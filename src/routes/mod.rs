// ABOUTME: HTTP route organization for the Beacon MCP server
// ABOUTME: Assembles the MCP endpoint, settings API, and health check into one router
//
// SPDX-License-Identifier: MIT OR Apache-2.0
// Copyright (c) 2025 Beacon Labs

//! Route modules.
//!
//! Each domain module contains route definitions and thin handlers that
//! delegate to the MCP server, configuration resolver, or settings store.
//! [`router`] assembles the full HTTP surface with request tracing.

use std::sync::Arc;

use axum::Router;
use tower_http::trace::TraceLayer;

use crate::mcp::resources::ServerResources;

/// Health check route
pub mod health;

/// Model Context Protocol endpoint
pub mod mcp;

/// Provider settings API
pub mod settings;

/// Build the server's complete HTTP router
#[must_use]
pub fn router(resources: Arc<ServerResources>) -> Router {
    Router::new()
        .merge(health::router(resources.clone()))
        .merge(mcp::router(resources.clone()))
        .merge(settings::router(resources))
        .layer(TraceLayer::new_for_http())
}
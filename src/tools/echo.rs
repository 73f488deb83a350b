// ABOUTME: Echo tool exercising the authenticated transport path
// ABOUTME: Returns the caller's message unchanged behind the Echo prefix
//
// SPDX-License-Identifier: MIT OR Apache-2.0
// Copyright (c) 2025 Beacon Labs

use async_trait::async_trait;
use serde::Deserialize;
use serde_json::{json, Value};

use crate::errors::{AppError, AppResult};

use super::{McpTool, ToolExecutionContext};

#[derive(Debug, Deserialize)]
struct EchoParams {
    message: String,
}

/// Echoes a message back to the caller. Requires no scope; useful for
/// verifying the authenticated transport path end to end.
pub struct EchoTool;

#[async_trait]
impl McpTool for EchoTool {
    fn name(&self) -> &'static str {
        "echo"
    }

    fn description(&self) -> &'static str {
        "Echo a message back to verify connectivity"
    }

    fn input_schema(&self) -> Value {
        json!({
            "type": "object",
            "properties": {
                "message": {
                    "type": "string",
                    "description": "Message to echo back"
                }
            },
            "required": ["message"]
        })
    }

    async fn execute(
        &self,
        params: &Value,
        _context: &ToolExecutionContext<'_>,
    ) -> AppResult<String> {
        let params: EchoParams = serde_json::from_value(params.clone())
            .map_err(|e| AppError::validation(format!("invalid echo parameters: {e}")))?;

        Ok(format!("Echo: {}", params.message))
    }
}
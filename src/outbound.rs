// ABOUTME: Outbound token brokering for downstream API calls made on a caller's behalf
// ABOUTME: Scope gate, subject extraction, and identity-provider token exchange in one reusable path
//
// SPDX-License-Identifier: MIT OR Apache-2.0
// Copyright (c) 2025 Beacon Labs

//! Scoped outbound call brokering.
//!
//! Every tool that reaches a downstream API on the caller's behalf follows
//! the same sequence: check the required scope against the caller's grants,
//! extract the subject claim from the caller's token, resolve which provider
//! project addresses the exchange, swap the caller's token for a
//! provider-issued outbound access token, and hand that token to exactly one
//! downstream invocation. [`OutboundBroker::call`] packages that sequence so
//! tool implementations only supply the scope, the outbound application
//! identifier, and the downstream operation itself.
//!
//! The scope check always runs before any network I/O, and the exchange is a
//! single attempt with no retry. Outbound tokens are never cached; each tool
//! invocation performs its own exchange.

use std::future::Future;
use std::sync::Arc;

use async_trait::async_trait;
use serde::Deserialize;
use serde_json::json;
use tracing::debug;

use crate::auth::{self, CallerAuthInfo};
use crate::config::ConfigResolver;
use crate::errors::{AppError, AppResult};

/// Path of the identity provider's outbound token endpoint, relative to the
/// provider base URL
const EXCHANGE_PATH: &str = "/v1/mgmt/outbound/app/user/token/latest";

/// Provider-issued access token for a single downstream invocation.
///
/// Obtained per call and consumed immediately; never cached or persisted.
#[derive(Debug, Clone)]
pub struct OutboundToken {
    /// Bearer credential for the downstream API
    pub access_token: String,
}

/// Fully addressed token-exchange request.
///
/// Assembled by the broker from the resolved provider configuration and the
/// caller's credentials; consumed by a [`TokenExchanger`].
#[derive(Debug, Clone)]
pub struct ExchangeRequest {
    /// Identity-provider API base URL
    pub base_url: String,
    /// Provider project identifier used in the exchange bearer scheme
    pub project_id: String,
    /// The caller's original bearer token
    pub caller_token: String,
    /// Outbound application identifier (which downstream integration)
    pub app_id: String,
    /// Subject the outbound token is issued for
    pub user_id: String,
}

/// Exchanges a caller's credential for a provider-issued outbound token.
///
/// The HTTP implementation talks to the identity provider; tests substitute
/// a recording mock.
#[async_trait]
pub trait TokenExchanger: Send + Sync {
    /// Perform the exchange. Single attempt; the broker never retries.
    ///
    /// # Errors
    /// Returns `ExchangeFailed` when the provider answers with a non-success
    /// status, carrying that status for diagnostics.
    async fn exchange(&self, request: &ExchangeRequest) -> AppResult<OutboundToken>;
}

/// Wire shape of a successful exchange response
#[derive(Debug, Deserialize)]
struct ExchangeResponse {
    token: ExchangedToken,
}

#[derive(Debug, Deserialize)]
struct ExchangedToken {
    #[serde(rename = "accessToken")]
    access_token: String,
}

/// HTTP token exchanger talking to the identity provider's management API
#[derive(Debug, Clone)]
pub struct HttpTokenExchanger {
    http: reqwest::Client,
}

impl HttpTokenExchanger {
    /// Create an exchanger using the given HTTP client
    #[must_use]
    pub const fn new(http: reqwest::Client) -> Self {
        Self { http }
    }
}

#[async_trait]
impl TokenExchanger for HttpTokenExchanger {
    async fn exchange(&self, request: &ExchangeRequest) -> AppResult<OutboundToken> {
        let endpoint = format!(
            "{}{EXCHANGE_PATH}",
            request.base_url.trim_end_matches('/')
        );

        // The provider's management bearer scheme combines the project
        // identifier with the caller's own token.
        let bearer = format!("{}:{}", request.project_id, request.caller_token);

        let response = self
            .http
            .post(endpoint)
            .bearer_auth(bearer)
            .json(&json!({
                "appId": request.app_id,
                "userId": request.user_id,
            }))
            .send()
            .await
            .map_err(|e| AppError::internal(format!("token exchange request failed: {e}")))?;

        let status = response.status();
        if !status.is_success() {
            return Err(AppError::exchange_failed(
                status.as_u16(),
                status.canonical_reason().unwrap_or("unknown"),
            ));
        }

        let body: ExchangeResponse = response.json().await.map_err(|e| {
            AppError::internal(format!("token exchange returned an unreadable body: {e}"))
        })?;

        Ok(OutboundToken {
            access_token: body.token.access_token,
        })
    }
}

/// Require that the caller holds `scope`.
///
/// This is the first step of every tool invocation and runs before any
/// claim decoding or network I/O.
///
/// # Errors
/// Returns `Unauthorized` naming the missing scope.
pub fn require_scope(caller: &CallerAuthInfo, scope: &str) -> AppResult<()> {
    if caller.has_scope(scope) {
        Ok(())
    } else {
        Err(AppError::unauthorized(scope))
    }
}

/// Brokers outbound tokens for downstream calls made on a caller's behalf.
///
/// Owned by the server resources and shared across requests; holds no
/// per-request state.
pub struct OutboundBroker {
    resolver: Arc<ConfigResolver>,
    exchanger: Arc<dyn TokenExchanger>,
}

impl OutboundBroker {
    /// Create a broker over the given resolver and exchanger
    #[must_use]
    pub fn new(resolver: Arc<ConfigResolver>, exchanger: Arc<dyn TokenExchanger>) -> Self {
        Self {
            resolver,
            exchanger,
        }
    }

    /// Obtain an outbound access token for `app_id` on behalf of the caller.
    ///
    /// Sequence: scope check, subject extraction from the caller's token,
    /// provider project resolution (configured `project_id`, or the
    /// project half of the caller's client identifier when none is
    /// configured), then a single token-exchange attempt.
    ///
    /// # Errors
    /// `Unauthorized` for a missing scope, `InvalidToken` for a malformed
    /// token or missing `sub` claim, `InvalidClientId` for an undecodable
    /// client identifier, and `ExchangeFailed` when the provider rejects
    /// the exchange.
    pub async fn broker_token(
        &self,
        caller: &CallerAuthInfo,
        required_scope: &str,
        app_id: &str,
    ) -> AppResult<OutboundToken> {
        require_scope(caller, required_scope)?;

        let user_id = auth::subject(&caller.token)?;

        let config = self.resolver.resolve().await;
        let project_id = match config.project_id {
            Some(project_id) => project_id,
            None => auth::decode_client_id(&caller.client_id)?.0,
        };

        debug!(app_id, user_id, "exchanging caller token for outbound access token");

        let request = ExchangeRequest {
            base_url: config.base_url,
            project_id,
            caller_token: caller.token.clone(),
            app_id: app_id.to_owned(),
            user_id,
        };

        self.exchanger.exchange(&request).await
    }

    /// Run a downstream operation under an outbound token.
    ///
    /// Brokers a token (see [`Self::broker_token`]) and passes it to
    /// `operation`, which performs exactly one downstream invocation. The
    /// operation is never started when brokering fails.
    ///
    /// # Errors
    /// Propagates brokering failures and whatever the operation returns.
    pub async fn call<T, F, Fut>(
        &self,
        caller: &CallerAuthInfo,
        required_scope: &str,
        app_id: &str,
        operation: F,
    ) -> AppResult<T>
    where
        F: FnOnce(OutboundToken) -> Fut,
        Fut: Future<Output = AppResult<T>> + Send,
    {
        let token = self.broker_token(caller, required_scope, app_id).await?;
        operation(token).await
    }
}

• • • • • • •

**Work to complete**
Show every line from the entries above in which the word "tokens" appears.

**Result of the task**
//! single attempt with no retry. Outbound tokens are never cached; each tool
/// Brokers outbound tokens for downstream calls made on a caller's behalf.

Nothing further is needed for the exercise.